In the centre of Devonport, Auckland, where I grew up, there stands a statue of a soldier of the First World War. Known colloquially as ‘the untidy soldier,’ the handsome bronze is fixed on a stone plinth, his uniform scruffy and bootlaces untied, hat in hand as he surveys the Waitematā Harbour. As a child, a story was told in my family that the statue had originally been intended for a township in Australia. Upon seeing the final design, however, the locals rejected it, on the basis that an Australian soldier would never allow himself to appear in such a state of undress. The pleasure of this story was two-fold: New Zealand soldiers were authentic battlefield heroes who did not care for the ‘spit and polish’ of the parade ground, in contrast to our neighbours across the Tasman who were more concerned with image than the nitty-gritty reality of war.

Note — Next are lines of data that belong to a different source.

/*!
 * Tests for sentence segmentation with the built-in rules
 */

use pretty_assertions::assert_eq;
use xlate::errors::PipelineError;
use xlate::translation::{Message, Piece, Segment, Segmenter};

fn segmenter(language: &str) -> Segmenter {
    Segmenter::with_default_rules(language).expect("built-in rules should load")
}

fn units(text: &str, language: &str, keep_spaces: bool) -> Vec<String> {
    segmenter(language)
        .units(&Message::from_text(text, 1), keep_spaces)
        .unwrap()
        .iter()
        .map(Message::serialize)
        .collect()
}

fn english(text: &str) -> Vec<String> {
    units(text, "en", false)
}

// "See <1>this</1>. Then <2>that</2> and <3/> more."
fn formatted() -> Message {
    let mut message = Message::new();
    message.append_text("See ", 1, Some("paragraph"));
    message.append_start_format(1, 1);
    message.append_text("this", 1, None);
    message.append_end_format(1, 1);
    message.append_text(". Then ", 1, None);
    message.append_start_format(2, 1);
    message.append_text("that", 1, None);
    message.append_end_format(2, 1);
    message.append_text(" and ", 1, None);
    message.append_start_format(3, 1);
    message.append_end_format(3, 1);
    message.append_text(" more.", 2, None);
    message
}

/// Test splitting at sentence terminators
#[test]
fn test_units_withSeveralSentences_shouldSplitAtTerminators() {
    assert_eq!(
        english("Hello. How are you? Fine!"),
        vec!["Hello.", "How are you?", "Fine!"]
    );
}

/// Test that a single sentence stays whole
#[test]
fn test_units_withOneSentence_shouldGiveOneUnit() {
    assert_eq!(english("Hello world"), vec!["Hello world"]);
}

/// Test that English abbreviations do not end a sentence
#[test]
fn test_units_withCompanySuffix_shouldNotSplit() {
    assert_eq!(
        english("This is Toto Inc. a big company."),
        vec!["This is Toto Inc. a big company."]
    );
    assert_eq!(
        english("Ask Dr. Smith. He knows."),
        vec!["Ask Dr. Smith.", "He knows."]
    );
}

/// Test that language specific rules only apply to their language
#[test]
fn test_units_withFrenchTitle_shouldDependOnLanguage() {
    let text = "Voici Mme. Dupont. Elle est là.";

    assert_eq!(
        units(text, "fr", false),
        vec!["Voici Mme. Dupont.", "Elle est là."]
    );
    assert_eq!(
        units(text, "en", false),
        vec!["Voici Mme.", "Dupont.", "Elle est là."]
    );
}

/// Test that initials do not end a sentence
#[test]
fn test_units_withInitials_shouldNotSplit() {
    assert_eq!(
        english("J. David is here. E.T. is not."),
        vec!["J. David is here.", "E.T. is not."]
    );
}

/// Test that decimal numbers do not end a sentence
#[test]
fn test_units_withDecimals_shouldNotSplit() {
    assert_eq!(
        english("The 12.54 and 12,54 and 152."),
        vec!["The 12.54 and 12,54 and 152."]
    );
}

/// Test that an ellipsis ends a sentence once
#[test]
fn test_units_withEllipsis_shouldSplitAfterIt() {
    assert_eq!(english("Wait... What?"), vec!["Wait...", "What?"]);
}

/// Test that semicolons and colons end a unit
#[test]
fn test_units_withSemicolonsAndColons_shouldSplit() {
    assert_eq!(
        english("Note: read this; then go."),
        vec!["Note:", "read this;", "then go."]
    );
}

/// Test that tabs and newlines count as white space
#[test]
fn test_units_withTabsAndNewlines_shouldNormalizeThem() {
    assert_eq!(
        english("First\tline.\n\t Second \n line."),
        vec!["First line.", "Second line."]
    );
}

/// Test that keep-spaces units are kept byte for byte
#[test]
fn test_units_withKeepSpaces_shouldKeepAllSpaces() {
    assert_eq!(units("  a  b.  c", "en", true), vec!["  a  b.", "  c"]);
    assert_eq!(units("\n  Hello.\n", "en", true), vec!["\n  Hello.\n"]);
    assert_eq!(units("  a  b.  c", "en", false), vec!["a b.", "c"]);
}

/// Test that text without anything to translate gives no unit
#[test]
fn test_segment_withBlankMessage_shouldOnlyGiveVerbatim() {
    let mut message = Message::new();
    message.append_text("  \n ", 1, None);
    message.append_start_format(1, 1);
    message.append_end_format(1, 1);

    let pieces = segmenter("en").segment(&message, false).unwrap();
    assert_eq!(pieces.len(), 1);
    assert!(matches!(pieces[0], Piece::Verbatim(_)));
}

/// Test that formats inside a unit are kept and renumbered from 1
#[test]
fn test_units_withFormats_shouldRenumberFromOne() {
    let units: Vec<String> = segmenter("en")
        .units(&formatted(), false)
        .unwrap()
        .iter()
        .map(Message::serialize)
        .collect();

    assert_eq!(
        units,
        vec![
            "See <g id=\"1\">this</g>.",
            "Then <g id=\"1\">that</g> and <x id=\"2\"/> more.",
        ]
    );
}

/// Test that unit ids map back to the ids of the message
#[test]
fn test_segment_withFormats_shouldRecordOriginalIds() {
    let pieces = segmenter("en").segment(&formatted(), false).unwrap();
    let units: Vec<_> = pieces
        .iter()
        .filter_map(|piece| match piece {
            Piece::Unit(unit) => Some(unit),
            Piece::Verbatim(_) => None,
        })
        .collect();

    assert_eq!(units[0].ids, vec![1]);
    assert_eq!(units[1].ids, vec![2, 3]);
    assert_eq!(units[1].original_id(2), Some(3));
    assert_eq!(units[1].message.line(), Some(1));
}

/// Test that a break inside a format pair moves to the end of the pair
#[test]
fn test_units_withBreakInsideFormat_shouldHoistFormat() {
    let mut message = Message::new();
    message.append_text("Say: ", 1, None);
    message.append_start_format(1, 1);
    message.append_text("hello world. It's me.", 1, None);
    message.append_end_format(1, 1);
    message.append_text(" Do you remember me?", 1, None);

    let units: Vec<String> = segmenter("en")
        .units(&message, false)
        .unwrap()
        .iter()
        .map(Message::serialize)
        .collect();

    assert_eq!(
        units,
        vec!["Say:", "hello world.", "It's me.", "Do you remember me?"]
    );
}

/// Test that the pieces put back together give the original message
#[test]
fn test_segment_piecesConcatenated_shouldGiveOriginalMessage() {
    let original = formatted();
    let pieces = segmenter("en").segment(&original, false).unwrap();

    let mut rebuilt = Message::new();
    for entry in pieces.iter().flat_map(|piece| piece.source_entries()) {
        match &entry.segment {
            Segment::Text(value) => rebuilt.append_text(value, entry.line, None),
            Segment::StartFormat(id) => rebuilt.append_start_format(*id, entry.line),
            Segment::EndFormat(id) => rebuilt.append_end_format(*id, entry.line),
        }
    }

    assert_eq!(rebuilt, original);
}

/// Test that a message with an open format cannot be segmented
#[test]
fn test_segment_withUnbalancedMessage_shouldFail() {
    let mut message = Message::new();
    message.append_text("Open ", 3, None);
    message.append_start_format(1, 3);
    message.append_text("format.", 3, None);

    let result = segmenter("en").segment(&message, false);
    assert!(matches!(result, Err(PipelineError::SegmentationError { line: 3, .. })));
}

The story, now, seems an unlikely one. The ‘untidy soldier’ was, in fact, the work of Ponsonby sculptor Frank Lynch and commissioned by the Devonport RSA. Cast in London then shipped to Auckland, the statue was installed on April 13, 1923, at a memorial service dedicating it to the “fallen soldier citizens of the borough.” Attendants included the Devonport mayor Thomas Lamont, the Governor-General Earl Jellicoe, and Māori MP Sir Maui Pomare. Pomare delivered a poetic oration, in which he imagined the war as part of the “fusion” of Māori and Pākehā. “This monument may crumble into dust,” he declared, “but the memory of their deeds will endure forever… Their sacrifices ensure for us so abiding a unity that should even dread Armageddon be fought, our house shall stand together, and its pillars shall not fall.” Jellicoe emphasised unity with the British Empire. “We are here,” he said, “to do honour to these illustrious dead of Devonport who responded so willingly to the call of duty. Men and women, Pākehā and Māori, by land or sea or air, gave of their best and gave it willingly in those dark days when war threatened not only the stability of the Empire, but the very existence of civilisation.” The language of duty and sacrifice, on the Monday of Easter Week, was imbued with religious significance. Unveiled on the plinth were the names of the nearly one hundred Devonport men who died in the war, eulogised in the inscription: “Remembering these, let the living be humble.”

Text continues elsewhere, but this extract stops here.